**Exercise directions:**
Among the following entries, count the lines that contain "empty" and report only the result.

((

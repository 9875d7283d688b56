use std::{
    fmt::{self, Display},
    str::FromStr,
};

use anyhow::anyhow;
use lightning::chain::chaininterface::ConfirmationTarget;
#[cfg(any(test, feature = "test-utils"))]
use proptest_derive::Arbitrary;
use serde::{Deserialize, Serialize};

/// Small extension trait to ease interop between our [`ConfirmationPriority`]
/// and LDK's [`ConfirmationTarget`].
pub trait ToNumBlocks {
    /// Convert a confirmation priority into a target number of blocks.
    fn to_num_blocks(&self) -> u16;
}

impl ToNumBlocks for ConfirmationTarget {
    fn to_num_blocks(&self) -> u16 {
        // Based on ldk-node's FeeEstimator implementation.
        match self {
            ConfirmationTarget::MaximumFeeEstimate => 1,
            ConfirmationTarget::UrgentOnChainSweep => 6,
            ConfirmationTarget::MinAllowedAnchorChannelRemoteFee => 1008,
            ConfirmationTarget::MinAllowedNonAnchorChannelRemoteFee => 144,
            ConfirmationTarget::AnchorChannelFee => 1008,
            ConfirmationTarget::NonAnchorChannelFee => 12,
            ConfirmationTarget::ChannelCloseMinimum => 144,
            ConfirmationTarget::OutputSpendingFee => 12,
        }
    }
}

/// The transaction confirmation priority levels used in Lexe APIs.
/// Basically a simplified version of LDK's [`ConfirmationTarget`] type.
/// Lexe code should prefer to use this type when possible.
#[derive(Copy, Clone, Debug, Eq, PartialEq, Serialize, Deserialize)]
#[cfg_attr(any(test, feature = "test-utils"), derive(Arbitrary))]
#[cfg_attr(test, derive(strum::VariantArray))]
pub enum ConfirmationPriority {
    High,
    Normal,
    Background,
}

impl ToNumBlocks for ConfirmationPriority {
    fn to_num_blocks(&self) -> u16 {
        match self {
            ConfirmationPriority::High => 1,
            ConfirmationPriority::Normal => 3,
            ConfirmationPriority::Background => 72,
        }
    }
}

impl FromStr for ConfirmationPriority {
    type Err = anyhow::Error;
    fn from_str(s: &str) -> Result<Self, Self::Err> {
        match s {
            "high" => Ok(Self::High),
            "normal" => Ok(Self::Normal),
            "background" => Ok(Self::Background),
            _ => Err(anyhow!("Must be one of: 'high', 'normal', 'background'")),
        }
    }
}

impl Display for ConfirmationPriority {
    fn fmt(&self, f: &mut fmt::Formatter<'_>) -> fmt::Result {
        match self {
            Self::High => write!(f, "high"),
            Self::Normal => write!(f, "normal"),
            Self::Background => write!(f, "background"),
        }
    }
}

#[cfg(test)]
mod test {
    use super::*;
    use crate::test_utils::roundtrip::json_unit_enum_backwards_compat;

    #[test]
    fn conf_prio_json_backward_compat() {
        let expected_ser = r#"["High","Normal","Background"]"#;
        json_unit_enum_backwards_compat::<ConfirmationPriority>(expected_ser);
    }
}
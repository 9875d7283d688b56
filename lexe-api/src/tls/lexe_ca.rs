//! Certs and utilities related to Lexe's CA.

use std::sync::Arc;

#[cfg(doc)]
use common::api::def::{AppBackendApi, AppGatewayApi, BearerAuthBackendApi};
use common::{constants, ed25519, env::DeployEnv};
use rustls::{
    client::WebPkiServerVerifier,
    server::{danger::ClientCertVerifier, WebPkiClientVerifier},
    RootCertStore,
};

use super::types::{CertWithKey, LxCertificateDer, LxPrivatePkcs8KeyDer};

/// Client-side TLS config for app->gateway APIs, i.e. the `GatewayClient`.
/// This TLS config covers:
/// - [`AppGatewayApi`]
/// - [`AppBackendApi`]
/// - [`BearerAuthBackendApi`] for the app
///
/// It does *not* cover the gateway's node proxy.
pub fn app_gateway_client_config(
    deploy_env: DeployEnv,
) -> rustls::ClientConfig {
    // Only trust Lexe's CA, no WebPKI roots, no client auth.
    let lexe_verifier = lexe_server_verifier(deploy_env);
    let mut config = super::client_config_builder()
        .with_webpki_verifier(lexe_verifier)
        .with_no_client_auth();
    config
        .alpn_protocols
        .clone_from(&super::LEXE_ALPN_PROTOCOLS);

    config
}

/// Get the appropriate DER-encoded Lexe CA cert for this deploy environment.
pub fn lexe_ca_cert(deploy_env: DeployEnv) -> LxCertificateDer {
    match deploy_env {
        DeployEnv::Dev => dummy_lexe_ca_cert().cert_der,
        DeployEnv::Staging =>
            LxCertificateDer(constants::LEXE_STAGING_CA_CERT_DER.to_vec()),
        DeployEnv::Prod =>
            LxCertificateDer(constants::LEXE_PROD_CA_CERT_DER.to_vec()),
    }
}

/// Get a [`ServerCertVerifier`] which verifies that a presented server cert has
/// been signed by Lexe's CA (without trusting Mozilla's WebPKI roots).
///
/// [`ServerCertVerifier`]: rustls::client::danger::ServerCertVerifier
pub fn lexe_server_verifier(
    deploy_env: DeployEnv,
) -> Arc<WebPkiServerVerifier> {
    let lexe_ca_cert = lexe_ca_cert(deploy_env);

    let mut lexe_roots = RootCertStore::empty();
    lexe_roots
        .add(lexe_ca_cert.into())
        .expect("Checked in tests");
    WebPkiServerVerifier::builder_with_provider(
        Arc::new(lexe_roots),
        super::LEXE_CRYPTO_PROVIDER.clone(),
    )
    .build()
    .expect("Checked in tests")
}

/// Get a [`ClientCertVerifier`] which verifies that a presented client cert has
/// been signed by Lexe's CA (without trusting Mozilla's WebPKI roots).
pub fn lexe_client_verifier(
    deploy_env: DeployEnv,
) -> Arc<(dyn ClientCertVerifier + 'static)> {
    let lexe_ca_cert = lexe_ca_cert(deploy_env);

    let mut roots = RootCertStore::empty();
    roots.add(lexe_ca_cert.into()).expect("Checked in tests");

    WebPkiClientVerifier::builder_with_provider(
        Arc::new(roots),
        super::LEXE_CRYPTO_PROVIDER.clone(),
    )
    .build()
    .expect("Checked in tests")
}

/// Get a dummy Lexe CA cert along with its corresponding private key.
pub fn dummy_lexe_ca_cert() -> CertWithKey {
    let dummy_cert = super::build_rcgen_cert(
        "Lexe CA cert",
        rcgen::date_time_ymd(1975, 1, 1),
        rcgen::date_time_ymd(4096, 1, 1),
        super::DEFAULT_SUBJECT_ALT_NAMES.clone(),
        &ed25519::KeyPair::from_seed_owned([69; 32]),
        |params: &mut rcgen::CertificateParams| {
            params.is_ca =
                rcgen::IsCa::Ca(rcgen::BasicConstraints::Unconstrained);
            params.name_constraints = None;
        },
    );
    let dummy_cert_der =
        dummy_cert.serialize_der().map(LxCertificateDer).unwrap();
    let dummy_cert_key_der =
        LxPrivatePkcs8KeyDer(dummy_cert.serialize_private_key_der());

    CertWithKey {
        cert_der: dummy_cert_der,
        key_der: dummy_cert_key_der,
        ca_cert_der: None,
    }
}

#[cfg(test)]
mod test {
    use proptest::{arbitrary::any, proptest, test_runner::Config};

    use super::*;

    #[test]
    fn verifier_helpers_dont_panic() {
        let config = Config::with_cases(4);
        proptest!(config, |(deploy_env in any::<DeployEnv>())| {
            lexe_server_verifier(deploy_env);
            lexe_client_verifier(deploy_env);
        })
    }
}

))

**Solution below:**
2